THE DATA Start Marker

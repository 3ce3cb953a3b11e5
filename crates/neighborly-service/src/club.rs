//! Clubs, their membership and their discussion boards.
//!
//! ## Summary
//! Any resident may start a club or join one. Posting and commenting require
//! membership of the club. Deleting a club removes its members, posts and
//! comments in one store transaction.

use std::collections::HashSet;

use serde::{Deserialize, Serialize};
use uuid::Uuid;

use neighborly_core::constants::COMMENT_MAX_LEN;
use neighborly_core::validation::{
    FieldError, validate_club_name, validate_description, validate_description_with_limit,
    validate_event_title,
};
use neighborly_db::db::enums::{AuditAction, PostType};
use neighborly_db::model::club::{
    Club, ClubMember, ClubPost, ClubPostComment, ClubSummary, NewClub, NewClubPost,
    NewClubPostComment,
};
use neighborly_db::model::user::User;
use neighborly_db::store::prelude::*;

use crate::audit::AuditEntry;
use crate::auth::{Action, Resource, Subjects};
use crate::context::ServiceContext;
use crate::error::{ServiceError, ServiceResult};
use crate::view::{Mutation, View};

const RESOURCE_TYPE: &str = "club";
const NOT_FOUND: &str = "Club not found";
pub const MEMBERS_ONLY: &str = "You must be a member of this club to post";

/// A club as listed for one caller.
#[derive(Debug, Clone, PartialEq, Eq, Serialize)]
pub struct ClubListing {
    #[serde(flatten)]
    pub summary: ClubSummary,
    /// Whether the caller is a member.
    pub joined: bool,
}

#[derive(Debug, Clone, PartialEq, Eq, Serialize)]
pub struct PostThread {
    #[serde(flatten)]
    pub post: ClubPost,
    pub comments: Vec<ClubPostComment>,
}

#[derive(Debug, Clone, PartialEq, Eq, Serialize)]
pub struct ClubDetail {
    #[serde(flatten)]
    pub club: Club,
    pub members: Vec<ClubMember>,
    pub is_member: bool,
    /// Newest first.
    pub posts: Vec<PostThread>,
}

#[derive(Debug, Clone, Default, Deserialize)]
pub struct ClubInput {
    pub name: Option<String>,
    pub description: Option<String>,
}

#[derive(Debug, Clone, Default, Deserialize)]
pub struct ClubPostInput {
    pub title: Option<String>,
    pub description: Option<String>,
    /// Defaults to `discussion`.
    pub post_type: Option<String>,
}

fn trimmed(value: Option<&str>) -> String {
    value.unwrap_or_default().trim().to_string()
}

async fn load_club(ctx: &ServiceContext, club_id: Uuid) -> ServiceResult<Club> {
    ctx.store()
        .club_by_id(club_id)
        .await?
        .ok_or_else(|| ServiceError::not_found(NOT_FOUND))
}

/// ## Errors
/// Store failures only.
#[tracing::instrument(skip(ctx, caller), fields(caller = %caller.id))]
pub async fn list_clubs(ctx: &ServiceContext, caller: &User) -> ServiceResult<Vec<ClubListing>> {
    let (clubs, joined) = futures::try_join!(
        ctx.store().list_clubs(),
        ctx.store().clubs_joined_by(caller.id),
    )?;
    let joined: HashSet<Uuid> = joined.into_iter().collect();

    Ok(clubs
        .into_iter()
        .map(|summary| ClubListing {
            joined: joined.contains(&summary.club.id),
            summary,
        })
        .collect())
}

/// ## Summary
/// Loads a club with its members and its posts, each with comments oldest
/// first.
///
/// ## Errors
/// `NotFound` for unknown ids.
#[tracing::instrument(skip(ctx, caller), fields(caller = %caller.id))]
pub async fn club_detail(
    ctx: &ServiceContext,
    caller: &User,
    club_id: Uuid,
) -> ServiceResult<ClubDetail> {
    let club = load_club(ctx, club_id).await?;
    let (members, posts) = futures::try_join!(
        ctx.store().club_members(club_id),
        ctx.store().club_posts(club_id),
    )?;

    let post_ids: Vec<Uuid> = posts.iter().map(|p| p.id).collect();
    let mut comments = ctx.store().club_post_comments(&post_ids).await?;

    let posts = posts
        .into_iter()
        .map(|post| {
            let (mine, rest): (Vec<ClubPostComment>, Vec<ClubPostComment>) =
                std::mem::take(&mut comments)
                    .into_iter()
                    .partition(|c| c.post_id == post.id);
            comments = rest;
            PostThread {
                post,
                comments: mine,
            }
        })
        .collect();

    Ok(ClubDetail {
        is_member: members.iter().any(|m| m.user_id == caller.id),
        club,
        members,
        posts,
    })
}

/// ## Errors
/// `ValidationError` for a bad name or description.
#[tracing::instrument(skip(ctx, caller, input), fields(caller = %caller.id))]
pub async fn create_club(
    ctx: &ServiceContext,
    caller: &User,
    input: ClubInput,
) -> ServiceResult<Mutation<Club>> {
    ctx.authorizer().require(
        &Subjects::for_user(caller),
        Resource::Club,
        Action::Create,
        "You must be signed in to create a club",
    )?;
    validate_club_name(input.name.as_deref())?;
    validate_description(input.description.as_deref())?;

    let club = ctx
        .store()
        .create_club(NewClub {
            id: Uuid::now_v7(),
            name: trimmed(input.name.as_deref()),
            description: trimmed(input.description.as_deref()),
            created_by: caller.id,
        })
        .await?;

    tracing::info!(club_id = %club.id, "Club created");
    Ok(Mutation::new(club, [View::Clubs]))
}

/// ## Errors
/// `NotFound` for unknown ids, `Conflict` if the caller already belongs.
#[tracing::instrument(skip(ctx, caller), fields(caller = %caller.id))]
pub async fn join_club(
    ctx: &ServiceContext,
    caller: &User,
    club_id: Uuid,
) -> ServiceResult<Mutation<()>> {
    ctx.authorizer().require(
        &Subjects::for_user(caller),
        Resource::Club,
        Action::Join,
        "You must be signed in to join a club",
    )?;
    load_club(ctx, club_id).await?;

    if !ctx.store().add_club_member(club_id, caller.id).await? {
        return Err(ServiceError::conflict("You are already a member of this club"));
    }

    Ok(Mutation::new((), [View::Club(club_id), View::Clubs]))
}

/// ## Errors
/// `NotFound` for unknown ids, `AuthorizationError` if the caller is not a
/// member.
#[tracing::instrument(skip(ctx, caller), fields(caller = %caller.id))]
pub async fn leave_club(
    ctx: &ServiceContext,
    caller: &User,
    club_id: Uuid,
) -> ServiceResult<Mutation<()>> {
    load_club(ctx, club_id).await?;
    let is_member = ctx.store().is_club_member(club_id, caller.id).await?;
    ctx.authorizer().require(
        &Subjects::for_user(caller).with_membership(is_member),
        Resource::Club,
        Action::Leave,
        "You are not a member of this club",
    )?;

    ctx.store().remove_club_member(club_id, caller.id).await?;

    Ok(Mutation::new((), [View::Club(club_id), View::Clubs]))
}

/// ## Summary
/// Deletes a club together with its members, posts and post comments.
///
/// ## Errors
/// `NotFound` for unknown ids, `AuthorizationError` unless the caller created
/// the club or is an administrator.
#[tracing::instrument(skip(ctx, caller), fields(caller = %caller.id))]
pub async fn delete_club(
    ctx: &ServiceContext,
    caller: &User,
    club_id: Uuid,
) -> ServiceResult<Mutation<()>> {
    let club = load_club(ctx, club_id).await?;
    ctx.authorizer().require(
        &Subjects::for_user(caller).with_owner(caller, club.created_by),
        Resource::Club,
        Action::Delete,
        "Only club creator or admin can delete this club",
    )?;

    ctx.store()
        .delete_club(club_id)
        .await?
        .ok_or_else(|| ServiceError::not_found(NOT_FOUND))?;

    tracing::info!(club_id = %club_id, "Club deleted");
    if caller.is_admin && club.created_by != caller.id {
        ctx.audit()
            .record(
                AuditEntry::new(caller.id, AuditAction::Delete, RESOURCE_TYPE, club_id)
                    .before(&club)
                    .details(club.name.clone()),
            )
            .await;
    }

    Ok(Mutation::new((), [View::Clubs, View::Club(club_id), View::Admin]))
}

/// ## Errors
/// - `NotFound` for unknown clubs.
/// - `AuthorizationError` if the caller is not a member.
/// - `ValidationError` for bad fields or an unknown post type.
#[tracing::instrument(skip(ctx, caller, input), fields(caller = %caller.id))]
pub async fn create_club_post(
    ctx: &ServiceContext,
    caller: &User,
    club_id: Uuid,
    input: ClubPostInput,
) -> ServiceResult<Mutation<ClubPost>> {
    load_club(ctx, club_id).await?;
    let is_member = ctx.store().is_club_member(club_id, caller.id).await?;
    ctx.authorizer().require(
        &Subjects::for_user(caller).with_membership(is_member),
        Resource::ClubPost,
        Action::Create,
        MEMBERS_ONLY,
    )?;

    validate_event_title(input.title.as_deref())?;
    validate_description(input.description.as_deref())?;
    let post_type = match input.post_type.as_deref().map(str::trim) {
        Some(raw) if !raw.is_empty() => raw
            .parse::<PostType>()
            .map_err(|e| FieldError::new("post_type", e.to_string()))?,
        _ => PostType::Discussion,
    };

    let post = ctx
        .store()
        .create_club_post(NewClubPost {
            id: Uuid::now_v7(),
            club_id,
            user_id: caller.id,
            title: trimmed(input.title.as_deref()),
            description: trimmed(input.description.as_deref()),
            post_type,
        })
        .await?;

    Ok(Mutation::new(post, [View::Club(club_id)]))
}

/// ## Errors
/// - `NotFound` for unknown posts.
/// - `AuthorizationError` if the caller is not a member of the post's club.
/// - `ValidationError` for empty or oversized content.
#[tracing::instrument(skip(ctx, caller, content), fields(caller = %caller.id))]
pub async fn add_club_post_comment(
    ctx: &ServiceContext,
    caller: &User,
    post_id: Uuid,
    content: &str,
) -> ServiceResult<Mutation<ClubPostComment>> {
    let post = ctx
        .store()
        .club_post_by_id(post_id)
        .await?
        .ok_or_else(|| ServiceError::not_found("Post not found"))?;
    let is_member = ctx.store().is_club_member(post.club_id, caller.id).await?;
    ctx.authorizer().require(
        &Subjects::for_user(caller).with_membership(is_member),
        Resource::ClubPostComment,
        Action::Create,
        "You must be a member of this club to comment",
    )?;

    validate_description_with_limit(Some(content), COMMENT_MAX_LEN)?;

    let comment = ctx
        .store()
        .create_club_post_comment(NewClubPostComment {
            id: Uuid::now_v7(),
            post_id,
            user_id: caller.id,
            content: content.trim().to_string(),
        })
        .await?;

    Ok(Mutation::new(comment, [View::Clubs, View::Club(post.club_id)]))
}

THE DATA End Marker

> [EXERCISE INSTRUCTIONS] The answer must consist of every line from the entries above that contains the string "this".

> [RESPONSE AREA]
pub const MEMBERS_ONLY: &str = "You must be a member of this club to post";
        return Err(ServiceError::conflict("You are already a member of this club"));
        "You are not a member of this club",
        "Only club creator or admin can delete this club",
        "You must be a member of this club to comment",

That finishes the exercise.